I was hoping to hear the common species, red-eared sliders.


----------



## dprUsh83 (Sep 11, 2006)

So, a red-eared slider could really be kept in a fish tank? I didn't know that at all. Even if they're underwater for their entire life?


----------



## Lupin (Aug 2, 2006)

dprUsh83 said:


> So, a red-eared slider could really be kept in a fish tank? I didn't know that at all. Even if they're underwater for their entire life?


I don't know how they'll live(and probably rest except maybe drifting) without a piece of land. To me, the 75 gallons should sound like a terranium rather than an aquarium. This way, the turtles have land to rest on.


----------



## dprUsh83 (Sep 11, 2006)

Oh okay that makes more sense. I was like holy crap, if I could keep a turtle with my oscar I'd be out the door right now! :lol:


----------



## tophat665 (Sep 30, 2006)

I have a painted turtle (much like a red eared slider) in a 75 gallon right now. Turtles positively require a place to get out of the water and dry off, or they will get fungus.

I have had no luck with keeping anything but feeder guppies with him. He eats any fish that is too slow. So far he's put paid to 4 fancy guppies, an unknown number of fry, 3 corys, and 2 banjo cats. Some of this when he was less than 2" long.

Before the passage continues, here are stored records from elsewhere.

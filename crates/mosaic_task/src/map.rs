//! The pairing of a fabric with a task graph and its mapping result.

use crate::rules::RuleSet;
use crate::taskgraph::Taskgraph;
use indexmap::IndexMap;
use mosaic_arch::{Path, TopLevel};
use mosaic_common::{Ident, Metadata};
use std::sync::Arc;

/// A mapping problem instance and its (partial) solution.
///
/// The fabric and task graph are frozen; `place` fills `placement`
/// (task name → slot path), `route` fills `routes` (task-edge index →
/// routing-resource paths), and both stages record their metrics in
/// `metadata`.
pub struct Map {
    /// The fabric being mapped onto.
    pub top: TopLevel,
    /// The workload being mapped.
    pub tasks: Taskgraph,
    rules: Arc<dyn RuleSet>,
    /// Placement result: each task's assigned component path.
    pub placement: IndexMap<Ident, Path>,
    /// Routing result: for each routed task-edge index, the paths of the
    /// routing resources its channel occupies.
    pub routes: IndexMap<usize, Vec<Path>>,
    /// Mapping metrics and fabric-specific annotations.
    pub metadata: Metadata,
}

impl Map {
    /// Pairs a fabric with a task graph under the given oracle.
    pub fn new(top: TopLevel, tasks: Taskgraph, rules: Arc<dyn RuleSet>) -> Self {
        Self {
            top,
            tasks,
            rules,
            placement: IndexMap::new(),
            routes: IndexMap::new(),
            metadata: Metadata::new(),
        }
    }

    /// Returns the mappability oracle.
    pub fn rules(&self) -> &dyn RuleSet {
        self.rules.as_ref()
    }

    /// Returns a clone of the oracle handle.
    pub fn rules_arc(&self) -> Arc<dyn RuleSet> {
        Arc::clone(&self.rules)
    }

    /// Returns the assigned path of a task, if placed.
    pub fn location_of(&self, task: Ident) -> Option<&Path> {
        self.placement.get(&task)
    }

    /// Returns `true` if every task has an assigned path.
    pub fn is_fully_placed(&self) -> bool {
        self.tasks.nodes().all(|n| self.placement.contains_key(&n.name))
    }

    /// Discards any existing routing result.
    pub fn clear_routes(&mut self) {
        self.routes.clear();
    }
}

impl std::fmt::Debug for Map {
    fn fmt(&self, f: &mut std::fmt::Formatter<'_>) -> std::fmt::Result {
        f.debug_struct("Map")
            .field("top", &self.top.name)
            .field("tasks", &self.tasks.name)
            .field("placed", &self.placement.len())
            .field("routed", &self.routes.len())
            .finish()
    }
}
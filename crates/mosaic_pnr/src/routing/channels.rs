//! Routing channels: start/stop vertex groups per task-graph edge.

use crate::routing::graph::{RoutingGraph, VertexKind};
use mosaic_arch::{ArchRef, Direction, Path, TopLevel};
use mosaic_common::{Ident, Interner, MappingError, MosaicResult};
use mosaic_task::{Map, RuleSet, TaskEdge};

/// One channel to route: the physical endpoints of a task-graph edge.
///
/// Each start group collects the candidate source-port vertices of one
/// source task; each stop group the candidate sink-port vertices of one
/// sink task. A legal route touches at least one vertex of every group on
/// both sides.
#[derive(Clone, Debug)]
pub struct RoutingChannel {
    /// Index of the task-graph edge this channel realizes.
    pub edge_index: usize,
    /// Candidate source vertices, one group per source task.
    pub start_groups: Vec<Vec<u32>>,
    /// Candidate sink vertices, one group per sink task.
    pub stop_groups: Vec<Vec<u32>>,
    /// Routing priority; lower routes earlier. Defaults to ascending
    /// fanout then ascending group count, packed into one key; the oracle
    /// may replace it wholesale via `routing_channel`.
    pub priority: i64,
}

impl RoutingChannel {
    fn default_priority(edge: &TaskEdge, groups: usize) -> i64 {
        edge.fanout() as i64 * 1_000_000 + groups as i64
    }
}

impl PartialEq for RoutingChannel {
    fn eq(&self, other: &Self) -> bool {
        self.priority == other.priority && self.edge_index == other.edge_index
    }
}

impl Eq for RoutingChannel {}

impl PartialOrd for RoutingChannel {
    fn partial_cmp(&self, other: &Self) -> Option<std::cmp::Ordering> {
        Some(self.cmp(other))
    }
}

impl Ord for RoutingChannel {
    fn cmp(&self, other: &Self) -> std::cmp::Ordering {
        self.priority
            .cmp(&other.priority)
            .then(self.edge_index.cmp(&other.edge_index))
    }
}

fn port_group(
    top: &TopLevel,
    graph: &RoutingGraph,
    mapped: &Path,
    edge: &TaskEdge,
    rules: &dyn RuleSet,
    want: Direction,
) -> Vec<u32> {
    let Some(ArchRef::Component(comp)) = top.resolve(mapped) else {
        return Vec::new();
    };
    let mut group = Vec::new();
    for port in comp.ports() {
        if port.direction != want {
            continue;
        }
        let accepted = match want {
            Direction::Output => rules.is_source_port(port, edge),
            Direction::Input => rules.is_sink_port(port, edge),
        };
        if !accepted {
            continue;
        }
        if let Some(v) = graph.index_of(&mapped.child(port.name)) {
            debug_assert!(matches!(
                graph.vertex(v).kind,
                VertexKind::Port { .. }
            ));
            group.push(v);
        }
    }
    group
}

fn mapped_of<'a>(map: &'a Map, name: Ident, interner: &Interner) -> MosaicResult<&'a Path> {
    map.placement.get(&name).ok_or_else(|| {
        MappingError::PlacementInconsistency(format!(
            "task '{}' is unplaced; route requires a complete placement",
            interner.resolve(name)
        ))
    })
}

/// Builds the channel list for every edge with `needs_routing`, sorted by
/// priority so harder channels route first.
pub fn build_channels(
    map: &Map,
    graph: &RoutingGraph,
    interner: &Interner,
) -> MosaicResult<Vec<RoutingChannel>> {
    let rules = map.rules();
    let mut channels = Vec::new();

    for (edge_index, edge) in map.tasks.edges().iter().enumerate() {
        if !rules.needs_routing(edge) {
            continue;
        }
        let mut start_groups = Vec::with_capacity(edge.sources.len());
        for &name in &edge.sources {
            start_groups.push(port_group(
                &map.top,
                graph,
                mapped_of(map, name, interner)?,
                edge,
                rules,
                Direction::Output,
            ));
        }
        let mut stop_groups = Vec::with_capacity(edge.sinks.len());
        for &name in &edge.sinks {
            stop_groups.push(port_group(
                &map.top,
                graph,
                mapped_of(map, name, interner)?,
                edge,
                rules,
                Direction::Input,
            ));
        }

        let groups = start_groups.len() + stop_groups.len();
        let priority = rules
            .routing_channel(edge_index, edge)
            .unwrap_or_else(|| RoutingChannel::default_priority(edge, groups));
        channels.push(RoutingChannel {
            edge_index,
            start_groups,
            stop_groups,
            priority,
        });
    }

    channels.sort();
    Ok(channels)
}

#[cfg(test)]
mod tests {
    use super::*;
    use crate::testutil;
    use mosaic_arch::Address;
    use mosaic_common::Interner;

    fn placed_chain_map(interner: &Interner) -> (Map, RoutingGraph) {
        let mut map = testutil::chain_map(
            &interner,
            3,
            &["a", "b", "c"],
            &[(&["a"], &["b", "c"]), (&["b"], &["c"])],
        );
        // place by hand: task i on tile i's pe
        let pe = interner.get_or_intern("pe");
        for (i, name) in ["a", "b", "c"].iter().enumerate() {
            map.placement.insert(
                interner.get_or_intern(name),
                Path::global(Address::new(vec![i as i32]), vec![pe]),
            );
        }
        let graph = RoutingGraph::build(&map.top);
        (map, graph)
    }

    #[test]
    fn groups_point_at_mapped_ports() {
        let interner = Interner::new();
        let (map, graph) = placed_chain_map(&interner);
        let channels = build_channels(&map, &graph, &interner).unwrap();
        assert_eq!(channels.len(), 2);

        for chan in &channels {
            assert!(!chan.start_groups.is_empty());
            for group in &chan.start_groups {
                assert_eq!(group.len(), 1); // the pe has one output port
            }
            for group in &chan.stop_groups {
                assert_eq!(group.len(), 1); // and one input port
            }
        }
    }

    #[test]
    fn low_fanout_routes_first() {
        let interner = Interner::new();
        let (map, graph) = placed_chain_map(&interner);
        let channels = build_channels(&map, &graph, &interner).unwrap();
        // edge 1 (b→c, fanout 1) sorts before edge 0 (a→{b,c}, fanout 2)
        assert_eq!(channels[0].edge_index, 1);
        assert_eq!(channels[1].edge_index, 0);
    }

    #[test]
    fn unplaced_task_is_an_error() {
        let interner = Interner::new();
        let (mut map, graph) = placed_chain_map(&interner);
        map.placement.shift_remove(&interner.get_or_intern("b"));
        assert!(build_channels(&map, &graph, &interner).is_err());
    }

    #[test]
    fn needs_routing_false_is_skipped() {
        let interner = Interner::new();
        struct NoRoutes;
        impl RuleSet for NoRoutes {
            fn needs_routing(&self, _: &TaskEdge) -> bool {
                false
            }
            fn is_mappable(&self, c: &mosaic_arch::Component) -> bool {
                c.is_primitive()
            }
        }
        let top = testutil::chain_fabric(&interner, 2, &[]);
        let tasks = testutil::tasks_of(
            &interner,
            &[("a", "alu"), ("b", "alu")],
            &[(&["a"], &["b"])],
        );
        let map = Map::new(top, tasks, std::sync::Arc::new(NoRoutes));
        let graph = RoutingGraph::build(&map.top);
        let channels = build_channels(&map, &graph, &interner).unwrap();
        assert!(channels.is_empty());
    }
}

You might be able to get away with turtles in an Oscar Tank, but more likely your Oscar will get fin nipped to death.


----------



## whitbee (Jan 3, 2007)

*i have a turtle*



dprUsh83 said:


> So, a red-eared slider could really be kept in a fish tank? I didn't know that at all. Even if they're underwater for their entire life?


i have a red eared slider in a 90 gallon tank filled about 2/3. i have rocks and wood in there ofr fishes to hide and so my turtle has somewhere dry to hang out i have about 20 guppies and four swordtails. the guppies constantly breed and get eaten so there are always new fish in there. the swordtails are doing very well and they are fast enough to get away from the turtle. i also have a 10 gallon tank with baby guppies and a constant supply of snails which i toss into the big tank for the turtle to eat. the only thing is that having a turtle in your tank means contant cleaning and more filters then if you just had fish.
but over all my tank is a beautiful little ecosystem on the grow!


----------